Saved entries:
# # # # #

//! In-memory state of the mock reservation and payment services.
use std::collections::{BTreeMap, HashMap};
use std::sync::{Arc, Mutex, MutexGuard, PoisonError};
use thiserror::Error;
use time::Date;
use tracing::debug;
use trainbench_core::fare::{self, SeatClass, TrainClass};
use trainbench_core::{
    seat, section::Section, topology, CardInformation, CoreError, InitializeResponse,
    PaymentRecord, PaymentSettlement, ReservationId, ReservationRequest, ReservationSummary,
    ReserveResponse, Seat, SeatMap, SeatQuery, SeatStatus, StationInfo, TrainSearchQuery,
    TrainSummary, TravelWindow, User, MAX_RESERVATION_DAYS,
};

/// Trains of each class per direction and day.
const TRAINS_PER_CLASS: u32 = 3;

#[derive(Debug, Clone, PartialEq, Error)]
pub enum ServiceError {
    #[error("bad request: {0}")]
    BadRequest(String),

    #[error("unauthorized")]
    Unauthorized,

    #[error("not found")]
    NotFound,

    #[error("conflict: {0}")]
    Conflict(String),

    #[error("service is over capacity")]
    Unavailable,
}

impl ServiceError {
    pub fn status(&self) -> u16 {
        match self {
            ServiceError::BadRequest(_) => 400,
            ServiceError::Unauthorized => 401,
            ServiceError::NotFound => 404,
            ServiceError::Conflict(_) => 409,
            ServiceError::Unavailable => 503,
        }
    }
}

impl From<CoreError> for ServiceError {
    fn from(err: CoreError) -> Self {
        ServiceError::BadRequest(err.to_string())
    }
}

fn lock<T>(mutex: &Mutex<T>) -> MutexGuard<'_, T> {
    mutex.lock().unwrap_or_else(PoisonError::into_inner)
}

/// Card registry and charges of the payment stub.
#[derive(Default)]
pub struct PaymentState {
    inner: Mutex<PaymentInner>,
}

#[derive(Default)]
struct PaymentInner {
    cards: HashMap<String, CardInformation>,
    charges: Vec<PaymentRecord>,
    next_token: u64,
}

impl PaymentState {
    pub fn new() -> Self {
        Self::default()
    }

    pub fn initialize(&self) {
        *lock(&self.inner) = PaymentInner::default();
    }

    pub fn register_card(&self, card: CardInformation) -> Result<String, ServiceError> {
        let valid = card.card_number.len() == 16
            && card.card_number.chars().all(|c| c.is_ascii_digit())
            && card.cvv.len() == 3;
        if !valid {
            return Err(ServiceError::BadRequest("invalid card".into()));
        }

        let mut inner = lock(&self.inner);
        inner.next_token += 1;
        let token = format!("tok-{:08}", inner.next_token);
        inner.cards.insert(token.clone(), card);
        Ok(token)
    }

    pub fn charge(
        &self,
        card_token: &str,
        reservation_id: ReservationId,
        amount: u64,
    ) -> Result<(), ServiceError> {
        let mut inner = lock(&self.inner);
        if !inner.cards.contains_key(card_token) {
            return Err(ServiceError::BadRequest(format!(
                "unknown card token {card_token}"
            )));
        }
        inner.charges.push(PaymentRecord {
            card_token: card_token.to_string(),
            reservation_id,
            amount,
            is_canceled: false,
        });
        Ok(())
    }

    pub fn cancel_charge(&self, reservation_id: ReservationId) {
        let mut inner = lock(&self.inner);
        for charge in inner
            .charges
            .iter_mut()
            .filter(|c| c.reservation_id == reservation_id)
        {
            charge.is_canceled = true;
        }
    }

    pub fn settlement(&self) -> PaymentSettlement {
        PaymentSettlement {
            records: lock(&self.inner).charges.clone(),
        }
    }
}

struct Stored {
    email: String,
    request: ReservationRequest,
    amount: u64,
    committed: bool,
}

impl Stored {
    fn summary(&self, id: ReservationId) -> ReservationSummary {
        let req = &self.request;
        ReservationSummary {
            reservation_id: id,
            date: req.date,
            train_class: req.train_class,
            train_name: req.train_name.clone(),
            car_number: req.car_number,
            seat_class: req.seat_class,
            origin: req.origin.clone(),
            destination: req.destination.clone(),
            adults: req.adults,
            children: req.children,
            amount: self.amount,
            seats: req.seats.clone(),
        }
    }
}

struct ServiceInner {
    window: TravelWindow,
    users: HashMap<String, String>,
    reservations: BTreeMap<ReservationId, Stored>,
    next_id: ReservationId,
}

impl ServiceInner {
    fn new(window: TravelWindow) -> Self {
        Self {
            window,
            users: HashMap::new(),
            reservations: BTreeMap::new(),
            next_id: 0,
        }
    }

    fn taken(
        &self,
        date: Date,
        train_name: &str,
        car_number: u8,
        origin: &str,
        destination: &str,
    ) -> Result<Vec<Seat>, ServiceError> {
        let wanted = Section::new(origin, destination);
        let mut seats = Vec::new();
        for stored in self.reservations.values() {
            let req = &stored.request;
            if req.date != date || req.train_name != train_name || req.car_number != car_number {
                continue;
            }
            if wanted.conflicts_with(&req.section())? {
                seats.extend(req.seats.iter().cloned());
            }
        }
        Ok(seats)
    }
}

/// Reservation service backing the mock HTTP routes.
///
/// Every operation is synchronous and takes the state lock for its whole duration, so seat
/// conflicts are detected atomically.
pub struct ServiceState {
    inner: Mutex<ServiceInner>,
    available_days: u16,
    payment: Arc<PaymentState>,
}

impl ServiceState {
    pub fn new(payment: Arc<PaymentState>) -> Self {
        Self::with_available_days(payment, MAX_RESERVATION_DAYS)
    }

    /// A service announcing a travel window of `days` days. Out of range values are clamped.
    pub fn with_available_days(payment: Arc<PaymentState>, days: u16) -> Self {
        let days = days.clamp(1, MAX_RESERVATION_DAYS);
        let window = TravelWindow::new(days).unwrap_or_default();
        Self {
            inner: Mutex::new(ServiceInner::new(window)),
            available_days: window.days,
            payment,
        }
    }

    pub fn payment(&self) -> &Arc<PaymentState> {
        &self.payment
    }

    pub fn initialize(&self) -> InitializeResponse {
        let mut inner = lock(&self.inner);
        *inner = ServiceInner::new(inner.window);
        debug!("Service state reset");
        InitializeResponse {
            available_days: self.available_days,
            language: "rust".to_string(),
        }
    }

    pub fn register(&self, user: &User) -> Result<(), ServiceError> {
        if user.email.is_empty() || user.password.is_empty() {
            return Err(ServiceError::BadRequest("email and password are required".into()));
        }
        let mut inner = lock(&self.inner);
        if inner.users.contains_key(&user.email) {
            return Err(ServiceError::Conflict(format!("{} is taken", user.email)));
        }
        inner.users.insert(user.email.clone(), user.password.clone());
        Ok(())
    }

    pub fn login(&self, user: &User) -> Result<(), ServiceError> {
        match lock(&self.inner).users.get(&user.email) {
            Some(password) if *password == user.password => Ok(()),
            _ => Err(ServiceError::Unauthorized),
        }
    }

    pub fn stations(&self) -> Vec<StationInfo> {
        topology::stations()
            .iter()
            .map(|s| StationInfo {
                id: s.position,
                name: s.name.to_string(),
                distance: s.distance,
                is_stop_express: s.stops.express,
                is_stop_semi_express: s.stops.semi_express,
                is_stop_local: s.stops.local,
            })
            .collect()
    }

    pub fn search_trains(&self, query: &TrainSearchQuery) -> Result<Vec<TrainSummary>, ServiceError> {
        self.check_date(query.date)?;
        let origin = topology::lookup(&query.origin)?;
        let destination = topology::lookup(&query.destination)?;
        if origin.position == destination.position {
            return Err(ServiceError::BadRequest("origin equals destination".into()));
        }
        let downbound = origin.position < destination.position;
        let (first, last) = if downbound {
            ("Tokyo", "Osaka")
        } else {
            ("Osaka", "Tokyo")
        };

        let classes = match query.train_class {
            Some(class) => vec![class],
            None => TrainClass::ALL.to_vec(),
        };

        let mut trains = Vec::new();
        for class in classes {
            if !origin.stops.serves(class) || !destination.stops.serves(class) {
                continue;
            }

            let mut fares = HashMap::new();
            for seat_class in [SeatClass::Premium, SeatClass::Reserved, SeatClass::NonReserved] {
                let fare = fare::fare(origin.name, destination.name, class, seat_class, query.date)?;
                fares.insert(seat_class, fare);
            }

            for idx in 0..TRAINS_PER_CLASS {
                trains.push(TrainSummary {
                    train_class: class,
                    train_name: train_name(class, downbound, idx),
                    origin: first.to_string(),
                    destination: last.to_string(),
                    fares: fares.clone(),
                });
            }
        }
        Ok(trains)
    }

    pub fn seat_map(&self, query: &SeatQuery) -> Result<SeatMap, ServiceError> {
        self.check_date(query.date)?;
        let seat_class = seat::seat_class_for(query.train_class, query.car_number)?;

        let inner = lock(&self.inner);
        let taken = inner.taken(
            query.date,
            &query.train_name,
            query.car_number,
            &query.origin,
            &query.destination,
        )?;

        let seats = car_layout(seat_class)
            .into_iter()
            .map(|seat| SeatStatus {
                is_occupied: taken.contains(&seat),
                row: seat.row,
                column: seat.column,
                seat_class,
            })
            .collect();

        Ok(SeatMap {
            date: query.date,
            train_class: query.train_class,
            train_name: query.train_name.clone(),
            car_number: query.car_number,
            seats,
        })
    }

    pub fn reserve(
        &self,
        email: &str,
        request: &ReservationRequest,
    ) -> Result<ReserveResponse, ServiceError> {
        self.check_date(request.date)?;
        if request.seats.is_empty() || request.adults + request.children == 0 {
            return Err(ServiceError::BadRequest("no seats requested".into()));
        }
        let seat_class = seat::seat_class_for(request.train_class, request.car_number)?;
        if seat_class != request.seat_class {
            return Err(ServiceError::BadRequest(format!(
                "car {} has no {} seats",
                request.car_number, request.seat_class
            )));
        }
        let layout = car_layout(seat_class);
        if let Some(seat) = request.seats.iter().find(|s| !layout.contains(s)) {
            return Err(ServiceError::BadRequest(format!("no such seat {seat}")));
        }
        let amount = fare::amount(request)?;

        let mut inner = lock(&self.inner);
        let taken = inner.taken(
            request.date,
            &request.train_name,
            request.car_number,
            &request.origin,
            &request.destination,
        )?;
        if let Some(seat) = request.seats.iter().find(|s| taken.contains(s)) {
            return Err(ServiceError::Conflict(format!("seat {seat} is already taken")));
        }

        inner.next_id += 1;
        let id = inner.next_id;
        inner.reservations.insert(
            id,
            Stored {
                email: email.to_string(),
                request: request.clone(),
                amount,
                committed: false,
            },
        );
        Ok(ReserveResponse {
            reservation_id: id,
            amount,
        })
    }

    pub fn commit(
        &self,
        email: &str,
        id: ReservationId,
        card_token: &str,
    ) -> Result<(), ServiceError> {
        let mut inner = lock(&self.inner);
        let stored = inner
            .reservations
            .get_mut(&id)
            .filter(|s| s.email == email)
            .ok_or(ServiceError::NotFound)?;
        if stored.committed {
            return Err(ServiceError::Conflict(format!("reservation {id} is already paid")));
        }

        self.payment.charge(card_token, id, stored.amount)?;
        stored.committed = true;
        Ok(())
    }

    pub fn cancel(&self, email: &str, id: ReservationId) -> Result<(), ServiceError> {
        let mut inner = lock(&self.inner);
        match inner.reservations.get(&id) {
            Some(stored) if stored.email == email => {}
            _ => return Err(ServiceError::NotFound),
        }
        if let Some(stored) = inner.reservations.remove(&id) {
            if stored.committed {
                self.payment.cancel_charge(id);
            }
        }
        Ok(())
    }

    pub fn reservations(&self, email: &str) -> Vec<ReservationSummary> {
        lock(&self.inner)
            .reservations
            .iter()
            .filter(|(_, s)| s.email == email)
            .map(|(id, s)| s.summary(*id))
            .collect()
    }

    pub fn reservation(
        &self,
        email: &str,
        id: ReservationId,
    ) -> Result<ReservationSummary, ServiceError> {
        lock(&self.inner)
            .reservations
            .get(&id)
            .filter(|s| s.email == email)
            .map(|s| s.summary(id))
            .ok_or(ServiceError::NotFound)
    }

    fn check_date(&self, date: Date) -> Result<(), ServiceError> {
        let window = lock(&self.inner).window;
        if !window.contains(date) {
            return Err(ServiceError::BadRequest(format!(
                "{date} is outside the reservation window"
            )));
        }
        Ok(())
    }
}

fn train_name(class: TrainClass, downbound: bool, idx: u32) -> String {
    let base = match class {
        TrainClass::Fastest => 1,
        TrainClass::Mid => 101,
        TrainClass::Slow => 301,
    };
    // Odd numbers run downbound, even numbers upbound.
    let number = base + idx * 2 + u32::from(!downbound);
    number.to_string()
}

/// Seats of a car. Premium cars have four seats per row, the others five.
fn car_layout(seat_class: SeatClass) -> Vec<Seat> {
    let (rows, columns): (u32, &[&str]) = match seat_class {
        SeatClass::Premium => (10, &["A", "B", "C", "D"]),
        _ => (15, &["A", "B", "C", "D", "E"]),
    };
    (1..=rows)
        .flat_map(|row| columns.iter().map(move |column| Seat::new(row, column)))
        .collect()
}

# # # # #

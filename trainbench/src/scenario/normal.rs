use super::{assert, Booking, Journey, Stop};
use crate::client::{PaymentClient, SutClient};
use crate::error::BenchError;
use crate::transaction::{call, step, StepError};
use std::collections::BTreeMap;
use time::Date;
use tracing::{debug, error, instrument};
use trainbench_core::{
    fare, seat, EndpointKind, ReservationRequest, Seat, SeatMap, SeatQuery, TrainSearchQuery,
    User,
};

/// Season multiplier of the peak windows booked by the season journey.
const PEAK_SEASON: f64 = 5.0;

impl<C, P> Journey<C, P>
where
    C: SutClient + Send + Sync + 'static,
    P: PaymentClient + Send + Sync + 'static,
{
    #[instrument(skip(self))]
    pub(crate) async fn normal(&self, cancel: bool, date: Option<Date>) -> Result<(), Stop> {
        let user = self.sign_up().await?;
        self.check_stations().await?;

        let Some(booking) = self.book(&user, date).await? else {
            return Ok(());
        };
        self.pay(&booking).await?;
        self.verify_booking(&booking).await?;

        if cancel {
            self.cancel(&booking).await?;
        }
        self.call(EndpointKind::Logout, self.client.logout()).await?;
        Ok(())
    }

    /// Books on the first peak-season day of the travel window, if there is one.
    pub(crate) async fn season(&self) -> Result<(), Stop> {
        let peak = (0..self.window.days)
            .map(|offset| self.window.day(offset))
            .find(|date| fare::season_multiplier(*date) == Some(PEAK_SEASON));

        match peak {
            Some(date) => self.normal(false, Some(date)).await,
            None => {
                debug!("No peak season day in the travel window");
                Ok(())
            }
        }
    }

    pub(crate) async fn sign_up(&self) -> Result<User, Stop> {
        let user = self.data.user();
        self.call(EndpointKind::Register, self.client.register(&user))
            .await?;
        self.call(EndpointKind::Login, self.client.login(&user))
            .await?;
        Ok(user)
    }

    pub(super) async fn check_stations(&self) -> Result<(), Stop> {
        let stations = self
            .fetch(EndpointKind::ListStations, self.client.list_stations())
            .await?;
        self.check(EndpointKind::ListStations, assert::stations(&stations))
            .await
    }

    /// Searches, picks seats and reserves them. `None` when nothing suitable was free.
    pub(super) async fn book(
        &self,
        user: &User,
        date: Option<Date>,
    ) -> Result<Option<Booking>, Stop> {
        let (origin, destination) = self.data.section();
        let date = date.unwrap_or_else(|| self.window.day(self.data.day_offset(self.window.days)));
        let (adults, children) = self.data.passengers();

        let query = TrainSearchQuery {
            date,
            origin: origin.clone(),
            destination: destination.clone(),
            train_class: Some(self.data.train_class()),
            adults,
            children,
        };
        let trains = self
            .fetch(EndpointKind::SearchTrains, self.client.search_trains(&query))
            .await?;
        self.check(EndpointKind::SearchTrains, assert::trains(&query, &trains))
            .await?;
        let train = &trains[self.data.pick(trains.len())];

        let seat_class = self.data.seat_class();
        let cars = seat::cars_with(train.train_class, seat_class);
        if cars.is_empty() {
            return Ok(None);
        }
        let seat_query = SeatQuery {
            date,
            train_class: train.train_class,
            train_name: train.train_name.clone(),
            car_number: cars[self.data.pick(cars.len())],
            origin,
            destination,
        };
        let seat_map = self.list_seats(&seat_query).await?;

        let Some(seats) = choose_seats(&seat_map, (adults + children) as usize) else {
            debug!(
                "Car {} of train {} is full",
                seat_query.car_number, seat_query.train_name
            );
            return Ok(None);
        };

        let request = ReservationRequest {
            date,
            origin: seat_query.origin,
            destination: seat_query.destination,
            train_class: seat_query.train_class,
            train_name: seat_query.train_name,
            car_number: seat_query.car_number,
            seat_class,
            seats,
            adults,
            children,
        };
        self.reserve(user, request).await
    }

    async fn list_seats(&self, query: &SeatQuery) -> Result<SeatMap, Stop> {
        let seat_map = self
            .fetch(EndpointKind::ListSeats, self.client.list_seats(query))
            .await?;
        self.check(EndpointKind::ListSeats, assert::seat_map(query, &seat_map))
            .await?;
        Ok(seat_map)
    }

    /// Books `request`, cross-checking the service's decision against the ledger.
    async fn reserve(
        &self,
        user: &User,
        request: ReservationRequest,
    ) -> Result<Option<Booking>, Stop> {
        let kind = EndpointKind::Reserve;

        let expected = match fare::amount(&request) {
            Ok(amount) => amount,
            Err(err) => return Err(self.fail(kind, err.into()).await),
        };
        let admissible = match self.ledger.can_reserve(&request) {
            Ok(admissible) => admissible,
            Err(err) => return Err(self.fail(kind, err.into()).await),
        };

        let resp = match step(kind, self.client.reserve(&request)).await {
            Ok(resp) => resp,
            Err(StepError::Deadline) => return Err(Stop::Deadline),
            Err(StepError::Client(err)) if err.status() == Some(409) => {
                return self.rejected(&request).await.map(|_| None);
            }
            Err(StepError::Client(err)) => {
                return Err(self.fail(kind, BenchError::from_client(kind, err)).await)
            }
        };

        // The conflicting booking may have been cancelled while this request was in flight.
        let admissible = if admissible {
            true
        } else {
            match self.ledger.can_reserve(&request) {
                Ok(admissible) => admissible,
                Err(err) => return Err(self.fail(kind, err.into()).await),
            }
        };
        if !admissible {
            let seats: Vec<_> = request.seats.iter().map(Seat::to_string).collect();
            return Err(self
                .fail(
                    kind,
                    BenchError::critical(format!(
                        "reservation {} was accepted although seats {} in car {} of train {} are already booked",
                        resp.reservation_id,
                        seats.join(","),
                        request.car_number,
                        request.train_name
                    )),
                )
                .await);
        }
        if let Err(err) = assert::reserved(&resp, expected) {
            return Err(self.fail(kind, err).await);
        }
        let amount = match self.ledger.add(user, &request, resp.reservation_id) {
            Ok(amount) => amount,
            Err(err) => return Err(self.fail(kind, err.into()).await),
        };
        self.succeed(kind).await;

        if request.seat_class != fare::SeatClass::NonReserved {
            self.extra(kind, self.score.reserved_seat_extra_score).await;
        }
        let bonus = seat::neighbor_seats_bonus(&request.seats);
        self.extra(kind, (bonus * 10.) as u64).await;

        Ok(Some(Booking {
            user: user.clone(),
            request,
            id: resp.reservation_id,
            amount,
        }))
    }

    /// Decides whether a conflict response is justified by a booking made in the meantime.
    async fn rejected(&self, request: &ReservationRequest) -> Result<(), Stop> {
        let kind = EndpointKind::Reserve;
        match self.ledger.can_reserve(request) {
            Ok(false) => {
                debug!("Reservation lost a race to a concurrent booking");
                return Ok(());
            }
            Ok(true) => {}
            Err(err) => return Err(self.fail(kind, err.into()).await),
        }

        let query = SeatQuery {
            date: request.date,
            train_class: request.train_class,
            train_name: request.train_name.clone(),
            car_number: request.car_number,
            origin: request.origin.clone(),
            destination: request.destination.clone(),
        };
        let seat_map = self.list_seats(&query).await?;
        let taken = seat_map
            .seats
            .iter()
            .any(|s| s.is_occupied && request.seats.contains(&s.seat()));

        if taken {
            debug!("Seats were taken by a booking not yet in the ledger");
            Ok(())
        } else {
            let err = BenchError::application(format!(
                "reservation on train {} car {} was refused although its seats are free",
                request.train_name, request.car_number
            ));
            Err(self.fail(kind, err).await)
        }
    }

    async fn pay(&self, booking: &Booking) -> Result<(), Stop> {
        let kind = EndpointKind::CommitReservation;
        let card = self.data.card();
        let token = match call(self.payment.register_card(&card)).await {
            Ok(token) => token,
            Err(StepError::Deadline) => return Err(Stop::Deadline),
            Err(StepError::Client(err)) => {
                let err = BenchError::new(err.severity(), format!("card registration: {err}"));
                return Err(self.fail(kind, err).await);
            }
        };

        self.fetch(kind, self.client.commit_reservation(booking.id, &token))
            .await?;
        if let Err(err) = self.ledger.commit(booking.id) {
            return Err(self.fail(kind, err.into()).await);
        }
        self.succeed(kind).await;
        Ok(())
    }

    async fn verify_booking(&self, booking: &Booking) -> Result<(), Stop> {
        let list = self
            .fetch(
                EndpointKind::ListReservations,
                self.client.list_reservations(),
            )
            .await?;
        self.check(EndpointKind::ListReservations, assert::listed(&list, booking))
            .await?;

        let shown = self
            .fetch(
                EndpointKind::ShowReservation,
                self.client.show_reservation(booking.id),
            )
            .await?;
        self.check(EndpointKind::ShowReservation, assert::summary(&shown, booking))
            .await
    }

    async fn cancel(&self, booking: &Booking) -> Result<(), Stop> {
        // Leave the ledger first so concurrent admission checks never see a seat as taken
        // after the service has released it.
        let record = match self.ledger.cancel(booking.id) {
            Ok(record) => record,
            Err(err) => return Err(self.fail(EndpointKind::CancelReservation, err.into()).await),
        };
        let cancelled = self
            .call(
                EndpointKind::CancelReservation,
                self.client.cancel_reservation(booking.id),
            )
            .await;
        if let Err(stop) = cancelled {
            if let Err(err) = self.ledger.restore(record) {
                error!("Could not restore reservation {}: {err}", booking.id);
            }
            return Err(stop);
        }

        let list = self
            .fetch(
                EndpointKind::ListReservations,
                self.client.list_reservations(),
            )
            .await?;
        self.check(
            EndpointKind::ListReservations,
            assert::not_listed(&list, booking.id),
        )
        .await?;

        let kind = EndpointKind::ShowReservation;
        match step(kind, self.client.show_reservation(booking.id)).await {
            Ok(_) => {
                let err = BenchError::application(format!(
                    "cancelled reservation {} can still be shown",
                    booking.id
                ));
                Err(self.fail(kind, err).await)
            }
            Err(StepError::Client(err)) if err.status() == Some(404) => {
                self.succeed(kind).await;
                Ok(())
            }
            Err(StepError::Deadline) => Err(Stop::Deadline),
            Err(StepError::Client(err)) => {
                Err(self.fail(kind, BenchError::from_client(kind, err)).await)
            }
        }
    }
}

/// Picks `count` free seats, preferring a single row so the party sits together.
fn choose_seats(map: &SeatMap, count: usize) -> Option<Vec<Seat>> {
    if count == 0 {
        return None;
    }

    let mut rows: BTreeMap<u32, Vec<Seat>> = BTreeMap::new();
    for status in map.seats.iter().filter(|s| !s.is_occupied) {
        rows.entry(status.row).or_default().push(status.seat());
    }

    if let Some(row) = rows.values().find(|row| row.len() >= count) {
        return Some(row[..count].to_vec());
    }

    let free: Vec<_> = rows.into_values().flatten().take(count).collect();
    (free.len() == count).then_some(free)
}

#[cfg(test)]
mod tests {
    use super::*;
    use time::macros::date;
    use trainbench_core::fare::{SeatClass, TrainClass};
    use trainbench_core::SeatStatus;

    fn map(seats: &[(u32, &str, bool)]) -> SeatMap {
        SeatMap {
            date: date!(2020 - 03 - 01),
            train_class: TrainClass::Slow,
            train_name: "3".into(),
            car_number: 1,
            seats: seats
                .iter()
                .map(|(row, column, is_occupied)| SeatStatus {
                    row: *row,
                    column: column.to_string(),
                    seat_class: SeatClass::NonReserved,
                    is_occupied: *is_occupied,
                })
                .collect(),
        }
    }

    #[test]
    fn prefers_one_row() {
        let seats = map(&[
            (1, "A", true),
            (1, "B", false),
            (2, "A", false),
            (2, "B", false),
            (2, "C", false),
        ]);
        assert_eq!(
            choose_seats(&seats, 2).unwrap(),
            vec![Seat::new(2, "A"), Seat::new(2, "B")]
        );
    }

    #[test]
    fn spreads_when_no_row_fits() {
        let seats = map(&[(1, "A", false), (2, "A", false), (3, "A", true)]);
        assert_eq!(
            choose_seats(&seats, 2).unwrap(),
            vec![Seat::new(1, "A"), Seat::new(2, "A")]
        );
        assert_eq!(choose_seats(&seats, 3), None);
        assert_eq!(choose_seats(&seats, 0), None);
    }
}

# # # # #

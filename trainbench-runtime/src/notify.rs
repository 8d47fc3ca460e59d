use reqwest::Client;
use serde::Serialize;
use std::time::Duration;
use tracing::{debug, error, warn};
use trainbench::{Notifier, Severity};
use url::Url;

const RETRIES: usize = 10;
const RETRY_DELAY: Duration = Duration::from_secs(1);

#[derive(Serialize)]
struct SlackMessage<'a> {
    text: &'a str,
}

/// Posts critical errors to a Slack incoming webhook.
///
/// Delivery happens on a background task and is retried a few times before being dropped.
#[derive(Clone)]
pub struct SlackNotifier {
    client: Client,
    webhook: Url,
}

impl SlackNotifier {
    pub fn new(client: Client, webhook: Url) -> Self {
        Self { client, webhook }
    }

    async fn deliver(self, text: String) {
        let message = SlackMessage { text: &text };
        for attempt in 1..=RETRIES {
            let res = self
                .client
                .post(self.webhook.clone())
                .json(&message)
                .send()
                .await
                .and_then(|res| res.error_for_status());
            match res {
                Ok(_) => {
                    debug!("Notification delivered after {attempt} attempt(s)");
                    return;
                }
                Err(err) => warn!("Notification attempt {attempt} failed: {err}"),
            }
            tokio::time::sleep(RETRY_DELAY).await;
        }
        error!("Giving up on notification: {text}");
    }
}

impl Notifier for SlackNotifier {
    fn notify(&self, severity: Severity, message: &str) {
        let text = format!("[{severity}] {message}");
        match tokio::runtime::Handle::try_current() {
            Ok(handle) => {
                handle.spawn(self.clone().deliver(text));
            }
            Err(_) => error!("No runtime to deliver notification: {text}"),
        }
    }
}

# # # # #

Work instructions: Would you please copy all lines in the data that contain the word "find"?

Expected answer:
        if let Some(seat) = request.seats.iter().find(|s| !layout.contains(s)) {
        if let Some(seat) = request.seats.iter().find(|s| taken.contains(s)) {
            .find(|date| fare::season_multiplier(*date) == Some(PEAK_SEASON));
    if let Some(row) = rows.values().find(|row| row.len() >= count) {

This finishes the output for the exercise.